Friday, August 17, 2012

"Why Would Anyone Want to Take Away People’s Rights to Elect Their Senators?"

"Repealing the 17th Amendment has long been a hobbyhorse of the fringe right, but the Tea Party and Paulite libertarians popularized it, along with their fetishization of a revisionist view of the Founders and states’ rights. The idea is that if state legislators elect senators, Congress will be responsive to the needs of state governments, and thus preserve states’ rights and prerogatives. As with many right-wing ideas that emerged from the fringe, this one appears to have started with the John Birch Society.
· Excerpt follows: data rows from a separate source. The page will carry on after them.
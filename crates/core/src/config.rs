use serde::{Deserialize, Serialize};
use std::path::Path;
use std::time::Duration;

use crate::error::Result;

/// Upper bound accepted for either scroller's debounce window.
pub const MAX_DEBOUNCE_MS: u64 = 10_000;

/// Scroll coordinator settings.
#[derive(Debug, Clone, PartialEq, Eq, Serialize, Deserialize)]
#[serde(default, deny_unknown_fields)]
pub struct ScrollConfig {
    /// Main transcript scroller delay while streaming.
    pub transcript_debounce_ms: u64,
    /// Reasoning sub-panel scroller delay while streaming.
    pub reasoning_debounce_ms: u64,
    /// Instant scroll-to-end when resuming a persisted conversation.
    pub initial_scroll: bool,
}

impl ScrollConfig {
    /// Debounce applied to transcript scrolls while streaming.
    pub fn transcript_debounce(&self) -> Duration {
        Duration::from_millis(self.transcript_debounce_ms)
    }

    /// Debounce applied to reasoning-panel scrolls while streaming.
    pub fn reasoning_debounce(&self) -> Duration {
        Duration::from_millis(self.reasoning_debounce_ms)
    }
}

impl Default for ScrollConfig {
    fn default() -> Self {
        Self { transcript_debounce_ms: 100, reasoning_debounce_ms: 150, initial_scroll: true }
    }
}

/// Retry/regenerate settings.
#[derive(Debug, Clone, PartialEq, Eq, Serialize, Deserialize)]
#[serde(default, deny_unknown_fields)]
pub struct RetryConfig {
    /// Ask the persistence layer to purge the discarded tail before regenerating.
    pub delete_persisted: bool,
}

impl Default for RetryConfig {
    fn default() -> Self {
        Self { delete_persisted: true }
    }
}

/// File logging section.
#[derive(Debug, Clone, PartialEq, Eq, Serialize, Deserialize)]
#[serde(default, deny_unknown_fields)]
pub struct FileLoggingConfig {
    pub enabled: bool,
    pub level: String,
}

impl Default for FileLoggingConfig {
    fn default() -> Self {
        Self { enabled: false, level: "debug".to_string() }
    }
}

/// Privacy controls for turn content written to logs.
#[derive(Debug, Clone, PartialEq, Eq, Serialize, Deserialize)]
#[serde(default, deny_unknown_fields)]
pub struct PrivacyLoggingConfig {
    /// Include turn text in trace logs at all.
    pub log_content: bool,
    /// Maximum characters kept when content is logged.
    pub truncate_length: usize,
}

impl Default for PrivacyLoggingConfig {
    fn default() -> Self {
        Self { log_content: false, truncate_length: 200 }
    }
}

/// `[logging]` section.
#[derive(Debug, Clone, PartialEq, Eq, Serialize, Deserialize)]
#[serde(default, deny_unknown_fields)]
pub struct LoggingConfig {
    pub level: String,
    pub format: String,
    pub file: FileLoggingConfig,
    pub privacy: PrivacyLoggingConfig,
}

impl Default for LoggingConfig {
    fn default() -> Self {
        Self {
            level: "warn".to_string(),
            format: "pretty".to_string(),
            file: FileLoggingConfig::default(),
            privacy: PrivacyLoggingConfig::default(),
        }
    }
}

/// Root configuration structure for threadline.toml.
#[derive(Debug, Clone, PartialEq, Eq, Default, Serialize, Deserialize)]
#[serde(default, deny_unknown_fields)]
pub struct Config {
    pub scroll: ScrollConfig,
    pub retry: RetryConfig,
    pub logging: LoggingConfig,
}

impl Config {
    /// Load configuration from a TOML string.
    pub fn from_toml_str(toml_str: &str) -> Result<Self> {
        let config: Config =
            toml::from_str(toml_str).map_err(|e| crate::Error::Config(ConfigError::from(e).to_string()))?;
        config.validate()?;
        Ok(config)
    }

    /// Load configuration from a file.
    pub fn from_file(path: &Path) -> Result<Self> {
        let content = std::fs::read_to_string(path)?;
        Self::from_toml_str(&content)
    }

    /// Validate the configuration.
    fn validate(&self) -> Result<()> {
        use crate::Error;

        for (field, value) in [
            ("scroll.transcript_debounce_ms", self.scroll.transcript_debounce_ms),
            ("scroll.reasoning_debounce_ms", self.scroll.reasoning_debounce_ms),
        ] {
            if value > MAX_DEBOUNCE_MS {
                return Err(Error::Config(
                    ConfigError::DebounceOutOfRange { field: field.to_string(), value }.to_string(),
                ));
            }
        }

        if self.logging.format.parse::<crate::logging::LogFormat>().is_err() {
            return Err(Error::Config(ConfigError::InvalidLogFormat(self.logging.format.clone()).to_string()));
        }

        Ok(())
    }

    /// Get example configuration (as a string).
    pub fn example() -> &'static str {
        r#"# Threadline Configuration Example
# Every section and field is optional.

[scroll]
# Delay before following the transcript to its end while a response streams
transcript_debounce_ms = 100
# Delay before following the reasoning panel while a response streams
reasoning_debounce_ms = 150
# Jump to the end once when a saved conversation is reopened
initial_scroll = true

[retry]
# Purge persisted turns after the last user turn before regenerating
delete_persisted = true

[logging]
# Level for stderr output (overridden by THREADLINE_LOG / RUST_LOG)
level = "warn"
# "pretty", "json", or "compact"
format = "pretty"

[logging.file]
enabled = false
level = "debug"

[logging.privacy]
# Write turn text into trace logs
log_content = false
truncate_length = 200
"#
    }
}

/// Configuration-specific errors.
#[derive(Debug, thiserror::Error)]
pub enum ConfigError {
    /// Debounce window too large
    #[error("{field} must be at most 10000 ms, got {value}")]
    DebounceOutOfRange { field: String, value: u64 },

    /// Unknown log format
    #[error("invalid log format: {0}")]
    InvalidLogFormat(String),

    /// TOML parse error
    #[error("TOML parse error: {0}")]
    TomlParse(String),
}

impl From<toml::de::Error> for ConfigError {
    fn from(err: toml::de::Error) -> Self {
        ConfigError::TomlParse(err.to_string())
    }
}

#[cfg(test)]
mod tests {
    use super::*;
    use std::io::Write;

    #[test]
    fn test_default_config() {
        let config = Config::default();
        assert_eq!(config.scroll.transcript_debounce(), Duration::from_millis(100));
        assert_eq!(config.scroll.reasoning_debounce(), Duration::from_millis(150));
        assert!(config.scroll.initial_scroll);
        assert!(config.retry.delete_persisted);
        assert_eq!(config.logging.level, "warn");
        assert!(!config.logging.file.enabled);
    }

    #[test]
    fn test_empty_toml_is_default() {
        let config = Config::from_toml_str("").unwrap();
        assert_eq!(config, Config::default());
    }

    #[test]
    fn test_example_parses() {
        let config = Config::from_toml_str(Config::example()).unwrap();
        assert_eq!(config, Config::default());
    }

    #[test]
    fn test_partial_section() {
        let config = Config::from_toml_str("[scroll]\nreasoning_debounce_ms = 300\n").unwrap();
        assert_eq!(config.scroll.reasoning_debounce_ms, 300);
        assert_eq!(config.scroll.transcript_debounce_ms, 100);
    }

    #[test]
    fn test_unknown_field_rejected() {
        let result = Config::from_toml_str("[scroll]\nspeed = 3\n");
        assert!(result.is_err());
        assert!(result.unwrap_err().to_string().contains("TOML parse error"));
    }

    #[test]
    fn test_debounce_out_of_range() {
        let result = Config::from_toml_str("[scroll]\ntranscript_debounce_ms = 60000\n");
        let err = result.unwrap_err().to_string();
        assert!(err.contains("scroll.transcript_debounce_ms"));
        assert!(err.contains("60000"));
    }

    #[test]
    fn test_invalid_log_format() {
        let result = Config::from_toml_str("[logging]\nformat = \"xml\"\n");
        assert!(result.unwrap_err().to_string().contains("invalid log format: xml"));
    }

    #[test]
    fn test_from_file() {
        let mut file = tempfile::NamedTempFile::new().unwrap();
        writeln!(file, "[retry]\ndelete_persisted = false").unwrap();

        let config = Config::from_file(file.path()).unwrap();
        assert!(!config.retry.delete_persisted);
    }

    #[test]
    fn test_from_missing_file() {
        let dir = tempfile::tempdir().unwrap();
        let result = Config::from_file(&dir.path().join("missing.toml"));
        assert!(matches!(result, Err(crate::Error::Io(_))));
    }
}
mod collaborators;
mod orchestrator;

pub use collaborators::{Generation, Persistence, SessionView};
pub use orchestrator::{
    DeletionOutcome, RetryContext, RetryFailure, RetryOrchestrator, RetryReport, RetryState, SkipReason,
};
pub mod config;
pub mod error;
pub mod logging;
pub mod part;
pub mod status;
pub mod turn;

pub use config::{Config, RetryConfig, ScrollConfig};
pub use error::{Error, Result};
pub use part::{DATA_TAG_PREFIX, Part, TOOL_TAG_PREFIX, ToolState};
pub use status::{StreamError, StreamStatus};
pub use turn::{ConversationTurn, Role, TurnId};
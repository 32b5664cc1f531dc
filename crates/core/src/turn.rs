use crate::part::Part;

use serde::{Deserialize, Serialize};
use std::fmt;

/// Identifier of a conversation turn.
///
/// A blank id marks a turn that exists only locally and has never been
/// assigned a durable (persisted) identifier.
#[derive(Debug, Clone, PartialEq, Eq, Hash, PartialOrd, Ord, Default, Serialize, Deserialize)]
#[serde(transparent)]
pub struct TurnId(String);

impl TurnId {
    pub fn new(id: impl Into<String>) -> Self {
        Self(id.into())
    }

    pub fn as_str(&self) -> &str {
        &self.0
    }

    /// True if the id can be handed to the persistence layer.
    pub fn is_durable(&self) -> bool {
        !self.0.trim().is_empty()
    }
}

impl fmt::Display for TurnId {
    fn fmt(&self, f: &mut fmt::Formatter<'_>) -> fmt::Result {
        write!(f, "{}", self.0)
    }
}

impl From<&str> for TurnId {
    fn from(id: &str) -> Self {
        Self::new(id)
    }
}

impl From<String> for TurnId {
    fn from(id: String) -> Self {
        Self(id)
    }
}

/// Author of a turn.
#[derive(Debug, Clone, Copy, PartialEq, Eq, Hash, Serialize, Deserialize)]
#[serde(rename_all = "lowercase")]
pub enum Role {
    /// Instructions injected by the host; never displayed
    System,
    User,
    Assistant,
}

impl Role {
    pub fn as_str(&self) -> &'static str {
        match self {
            Role::System => "system",
            Role::User => "user",
            Role::Assistant => "assistant",
        }
    }

    /// Roles that the transcript renders.
    pub fn is_displayable(&self) -> bool {
        matches!(self, Role::User | Role::Assistant)
    }
}

impl fmt::Display for Role {
    fn fmt(&self, f: &mut fmt::Formatter<'_>) -> fmt::Result {
        write!(f, "{}", self.as_str())
    }
}

/// One message in the conversation.
///
/// Parts are only ever appended while the turn streams; once settled, a turn
/// changes only by being replaced wholesale through a retry.
#[derive(Debug, Clone, PartialEq, Serialize, Deserialize)]
pub struct ConversationTurn {
    pub id: TurnId,
    pub role: Role,
    #[serde(default)]
    pub parts: Vec<Part>,
}

impl ConversationTurn {
    /// Build a turn from its parts.
    pub fn new(id: impl Into<TurnId>, role: Role, parts: Vec<Part>) -> Self {
        Self { id: id.into(), role, parts }
    }

    /// A user turn with a single text part.
    pub fn user(id: impl Into<TurnId>, text: impl Into<String>) -> Self {
        Self::new(id, Role::User, vec![Part::text(text)])
    }

    /// An assistant turn; `parts` may be empty while the reply is pending.
    pub fn assistant(id: impl Into<TurnId>, parts: Vec<Part>) -> Self {
        Self::new(id, Role::Assistant, parts)
    }

    /// A system turn. Never displayed.
    pub fn system(id: impl Into<TurnId>, text: impl Into<String>) -> Self {
        Self::new(id, Role::System, vec![Part::text(text)])
    }

    pub fn is_user(&self) -> bool {
        self.role == Role::User
    }

    pub fn is_assistant(&self) -> bool {
        self.role == Role::Assistant
    }

    /// The id, if it is durable enough to address persisted state.
    pub fn durable_id(&self) -> Option<&TurnId> {
        Some(&self.id).filter(|id| id.is_durable())
    }

    /// Append a part (streaming only ever appends).
    pub fn push_part(&mut self, part: Part) {
        self.parts.push(part);
    }

    /// Append streamed text to the last part, or start a new text part.
    pub fn push_text_delta(&mut self, delta: &str) {
        if let Some(last) = self.parts.last_mut()
            && last.is_text()
        {
            last.push_str(delta);
            return;
        }
        self.parts.push(Part::text(delta));
    }

    /// Concatenated non-blank text payloads.
    pub fn plain_text(&self) -> String {
        self.parts
            .iter()
            .filter_map(Part::visible_text)
            .collect::<Vec<_>>()
            .join("\n")
    }
}
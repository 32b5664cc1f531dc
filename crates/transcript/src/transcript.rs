use crate::policy::TranscriptPolicy;
use crate::reasoning::{ReasoningSectionKey, ReasoningUiState, ReasoningVisibilityStore};
use crate::retry::{Generation, Persistence, RetryOrchestrator, RetryReport, RetryState, SessionView};
use crate::scroll::{ScrollAction, ScrollCoordinator};

use threadline_core::{Config, Error, Result};
use tokio::time::Instant;

/// Which reasoning toggle to flip.
#[derive(Debug, Clone, Copy, PartialEq, Eq)]
pub enum ReasoningToggle {
    Expanded,
    Fullscreen,
}

/// Transcript state that lives next to a session view.
///
/// Owns the reasoning visibility store, the scroll coordinator and the retry
/// orchestrator. The session (turns, status, error) stays with the caller
/// and is passed in on every call.
#[derive(Debug)]
pub struct StreamingTranscript {
    config: Config,
    reasoning: ReasoningVisibilityStore,
    scroll: ScrollCoordinator,
    retry: RetryOrchestrator,
}

impl StreamingTranscript {
    pub fn new(config: &Config) -> Self {
        Self {
            config: config.clone(),
            reasoning: ReasoningVisibilityStore::new(),
            scroll: ScrollCoordinator::new(config.scroll.clone()),
            retry: RetryOrchestrator::new(config.retry.clone()),
        }
    }

    /// Config this transcript was built with.
    pub fn config(&self) -> &Config {
        &self.config
    }

    /// Derived render flags for the current session.
    pub fn policy<S: SessionView + ?Sized>(&self, session: &S) -> TranscriptPolicy {
        TranscriptPolicy::derive(session.turns(), session.status(), session.error())
    }

    /// Whether the retry affordance should be shown and enabled.
    pub fn can_offer_retry<S: SessionView + ?Sized>(&self, session: &S) -> bool {
        self.retry.can_retry() && self.policy(session).should_offer_retry()
    }

    /// Feed a change of turns or status to the scrollers.
    pub fn observe<S: SessionView + ?Sized>(&mut self, session: &S, now: Instant) {
        self.scroll.observe(session.turns(), session.status(), now);
    }

    /// Initial scroll for a conversation loaded from storage.
    pub fn restore<S: SessionView + ?Sized>(&mut self, session: &S) -> Option<ScrollAction> {
        self.scroll.restore(session.turns())
    }

    /// Scroll actions due at `now`.
    pub fn poll_scroll<S: SessionView + ?Sized>(&mut self, session: &S, now: Instant) -> Vec<ScrollAction> {
        self.scroll.poll(session.turns(), now)
    }

    /// When the owner should next call [`StreamingTranscript::poll_scroll`].
    pub fn next_scroll_deadline(&self) -> Option<Instant> {
        self.scroll.next_deadline()
    }

    pub fn reasoning(&self) -> &ReasoningVisibilityStore {
        &self.reasoning
    }

    pub fn reasoning_mut(&mut self) -> &mut ReasoningVisibilityStore {
        &mut self.reasoning
    }

    /// UI state of one reasoning part, or `None` if the part is not reasoning.
    pub fn reasoning_state<S: SessionView + ?Sized>(
        &self, session: &S, turn_index: usize, part_index: usize,
    ) -> Option<ReasoningUiState> {
        let key = reasoning_key(session, turn_index, part_index)?;
        Some(self.reasoning.get(&key))
    }

    /// Flip a toggle on part `part_index` of turn `turn_index`.
    ///
    /// Returns `None` without touching the store when that part does not
    /// exist or is not reasoning.
    pub fn toggle_reasoning<S: SessionView + ?Sized>(
        &mut self, session: &S, turn_index: usize, part_index: usize, toggle: ReasoningToggle,
    ) -> Option<ReasoningUiState> {
        let key = reasoning_key(session, turn_index, part_index)?;
        let state = match toggle {
            ReasoningToggle::Expanded => self.reasoning.toggle_expanded(key),
            ReasoningToggle::Fullscreen => self.reasoning.toggle_fullscreen(key),
        };
        Some(state)
    }

    /// Current state of the retry protocol.
    pub fn retry_state(&self) -> RetryState {
        self.retry.state()
    }

    /// Run the retry protocol, then drop reasoning state for discarded turns
    /// and re-arm the scrollers against the truncated sequence at `now`.
    pub async fn retry<S: SessionView + ?Sized>(
        &mut self, session: &mut S, persistence: &dyn Persistence, generation: &dyn Generation, now: Instant,
    ) -> RetryReport {
        let report = self.retry.retry(session, persistence, generation).await;

        if let Some(context) = &report.context {
            let evicted: usize = context.truncated_turns.iter().map(|id| self.reasoning.evict_turn(id)).sum();
            let evicted = evicted + self.reasoning.retain_turns(session.turns());
            if evicted > 0 {
                tracing::debug!(evicted, "reasoning state dropped for truncated turns");
            }
            self.scroll.observe(session.turns(), session.status(), now);
        }
        report
    }

    /// Submit user input. Blank input is rejected before reaching the backend.
    pub async fn send_message(&self, generation: &dyn Generation, content: &str) -> Result<()> {
        if content.trim().is_empty() {
            return Err(Error::Other("message is empty".to_string()));
        }
        generation.send_message(content.to_string()).await
    }

    /// Put the retry affordance back to idle, whatever the last run left behind.
    pub fn reset_retry(&mut self) {
        self.retry.reset();
    }

    /// Cancel pending scrolls, forget all reasoning state and reset retry.
    pub fn teardown(&mut self) {
        self.scroll.teardown();
        self.reasoning.clear();
        self.retry.reset();
    }

    pub fn is_torn_down(&self) -> bool {
        self.scroll.is_torn_down()
    }
}

fn reasoning_key<S: SessionView + ?Sized>(
    session: &S, turn_index: usize, part_index: usize,
) -> Option<ReasoningSectionKey> {
    let turn = session.turns().get(turn_index)?;
    let part = turn.parts.get(part_index)?;
    if !part.is_reasoning() {
        return None;
    }
    Some(ReasoningSectionKey::for_turn(turn, turn_index, part_index))
}

#[cfg(test)]
mod tests {
    use super::*;
    use crate::mock::{InMemoryPersistence, InMemorySession, RecordingGeneration};
    use crate::scroll::ScrollTarget;
    use std::time::Duration;
    use threadline_core::{ConversationTurn, Part, StreamError, StreamStatus};

    fn session_with_reasoning() -> InMemorySession {
        InMemorySession::new(vec![
            ConversationTurn::user("u1", "why?"),
            ConversationTurn::assistant("a1", vec![Part::reasoning("thinking"), Part::text("because")]),
        ])
    }

    #[test]
    fn test_toggle_reasoning_only_on_reasoning_parts() {
        let session = session_with_reasoning();
        let mut transcript = StreamingTranscript::new(&Config::default());

        let state = transcript.toggle_reasoning(&session, 1, 0, ReasoningToggle::Expanded).unwrap();
        assert!(state.expanded);
        assert!(!state.fullscreen);

        assert_eq!(transcript.toggle_reasoning(&session, 1, 1, ReasoningToggle::Expanded), None);
        assert_eq!(transcript.toggle_reasoning(&session, 0, 0, ReasoningToggle::Expanded), None);
        assert_eq!(transcript.toggle_reasoning(&session, 9, 0, ReasoningToggle::Fullscreen), None);
        assert_eq!(transcript.reasoning().len(), 1);

        let state = transcript.toggle_reasoning(&session, 1, 0, ReasoningToggle::Fullscreen).unwrap();
        assert!(state.expanded && state.fullscreen);
        assert_eq!(transcript.reasoning_state(&session, 1, 0), Some(state));
    }

    #[test]
    fn test_retry_evicts_truncated_reasoning_state() {
        let mut session = session_with_reasoning();
        session.status = StreamStatus::Errored;
        session.error = Some(StreamError::new("boom"));
        let persistence = InMemoryPersistence::with_turns(&session.turns);
        let generation = RecordingGeneration::new();
        let mut transcript = StreamingTranscript::new(&Config::default());

        transcript.toggle_reasoning(&session, 1, 0, ReasoningToggle::Expanded);
        assert!(transcript.can_offer_retry(&session));

        let report = tokio_test::block_on(transcript.retry(&mut session, &persistence, &generation, Instant::now()));
        assert!(report.is_success());
        assert!(transcript.reasoning().is_empty());
        assert_eq!(transcript.retry_state(), RetryState::Idle);

        session.turns.push(ConversationTurn::assistant("a2", vec![Part::reasoning("again")]));
        assert_eq!(transcript.reasoning_state(&session, 1, 0), Some(ReasoningUiState::default()));
    }

    #[tokio::test(start_paused = true)]
    async fn test_observe_and_poll() {
        let mut session = session_with_reasoning();
        session.status = StreamStatus::Streaming;
        let mut transcript = StreamingTranscript::new(&Config::default());
        let t0 = Instant::now();

        transcript.observe(&session, t0);
        assert_eq!(transcript.next_scroll_deadline(), Some(t0 + Duration::from_millis(100)));

        let actions = transcript.poll_scroll(&session, t0 + Duration::from_millis(200));
        assert_eq!(actions, vec![ScrollAction::smooth(ScrollTarget::Transcript)]);
    }

    #[test]
    fn test_send_message_rejects_blank_input() {
        let transcript = StreamingTranscript::new(&Config::default());
        let generation = RecordingGeneration::new();

        assert!(tokio_test::block_on(transcript.send_message(&generation, "   ")).is_err());
        tokio_test::block_on(transcript.send_message(&generation, " hi ")).unwrap();
        assert_eq!(generation.sent_messages(), vec![" hi ".to_string()]);
    }

    #[tokio::test(start_paused = true)]
    async fn test_retry_rearms_scroll_on_caller_clock() {
        let mut session = session_with_reasoning();
        session.status = StreamStatus::Errored;
        session.error = Some(StreamError::new("boom"));
        let persistence = InMemoryPersistence::with_turns(&session.turns);
        let generation = RecordingGeneration::new();
        generation.set_failure(Some("quota exceeded"));
        let mut transcript = StreamingTranscript::new(&Config::default());
        let t0 = Instant::now();

        transcript.observe(&session, t0);
        transcript.poll_scroll(&session, t0);
        assert_eq!(transcript.next_scroll_deadline(), None);

        tokio::time::advance(Duration::from_secs(5)).await;
        let report = transcript.retry(&mut session, &persistence, &generation, t0).await;
        assert!(!report.is_success());

        assert_eq!(transcript.next_scroll_deadline(), Some(t0));
        let actions = transcript.poll_scroll(&session, t0);
        assert_eq!(actions, vec![ScrollAction::smooth(ScrollTarget::Transcript)]);
    }

    struct StalledPersistence;

    #[async_trait::async_trait]
    impl Persistence for StalledPersistence {
        async fn delete_turns_after(&self, _turn_id: &threadline_core::TurnId) -> Result<()> {
            std::future::pending().await
        }
    }

    #[tokio::test(start_paused = true)]
    async fn test_abandoned_retry_can_be_offered_again() {
        let mut session = session_with_reasoning();
        session.status = StreamStatus::Errored;
        session.error = Some(StreamError::new("boom"));
        let generation = RecordingGeneration::new();
        let mut transcript = StreamingTranscript::new(&Config::default());

        let pending = transcript.retry(&mut session, &StalledPersistence, &generation, Instant::now());
        assert!(tokio::time::timeout(Duration::from_millis(10), pending).await.is_err());
        assert_eq!(transcript.retry_state(), RetryState::Failed);
        assert!(transcript.can_offer_retry(&session));

        let persistence = InMemoryPersistence::with_turns(&session.turns);
        let report = transcript.retry(&mut session, &persistence, &generation, Instant::now()).await;
        assert!(report.is_success());
        assert_eq!(generation.regenerate_calls(), 1);
    }

    #[test]
    fn test_reset_retry() {
        let mut transcript = StreamingTranscript::new(&Config::default());
        transcript.reset_retry();
        assert_eq!(transcript.retry_state(), RetryState::Idle);
    }

    #[test]
    fn test_teardown() {
        let session = session_with_reasoning();
        let mut transcript = StreamingTranscript::new(&Config::default());
        transcript.toggle_reasoning(&session, 1, 0, ReasoningToggle::Expanded);
        assert!(transcript.restore(&session).is_some());

        transcript.teardown();
        assert!(transcript.is_torn_down());
        assert!(transcript.reasoning().is_empty());
        assert_eq!(transcript.next_scroll_deadline(), None);
    }
}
As Mother Jones’ Kevin Drum wrote in 2011, when Perry was getting attention for his anti-17th Amendment views, 'it’s popped up periodically on the fringe of movement conservatism ever since. In the 80s, W. Cleon Skousen, a big early influence on the JBS and later a big influence on Glenn Beck, began pitching repeal of the 17th Amendment again, and a few years after that Ron Paul took up the banner. Former Sen. Zell Miller of Georgia introduced a bill in 2004 to repeal the amendment, and in 2009 repeal became a talking point among the Tea Party crowd.'"

Alex Seitz-Wald in Salon discusses the rise of the "seventeenthers."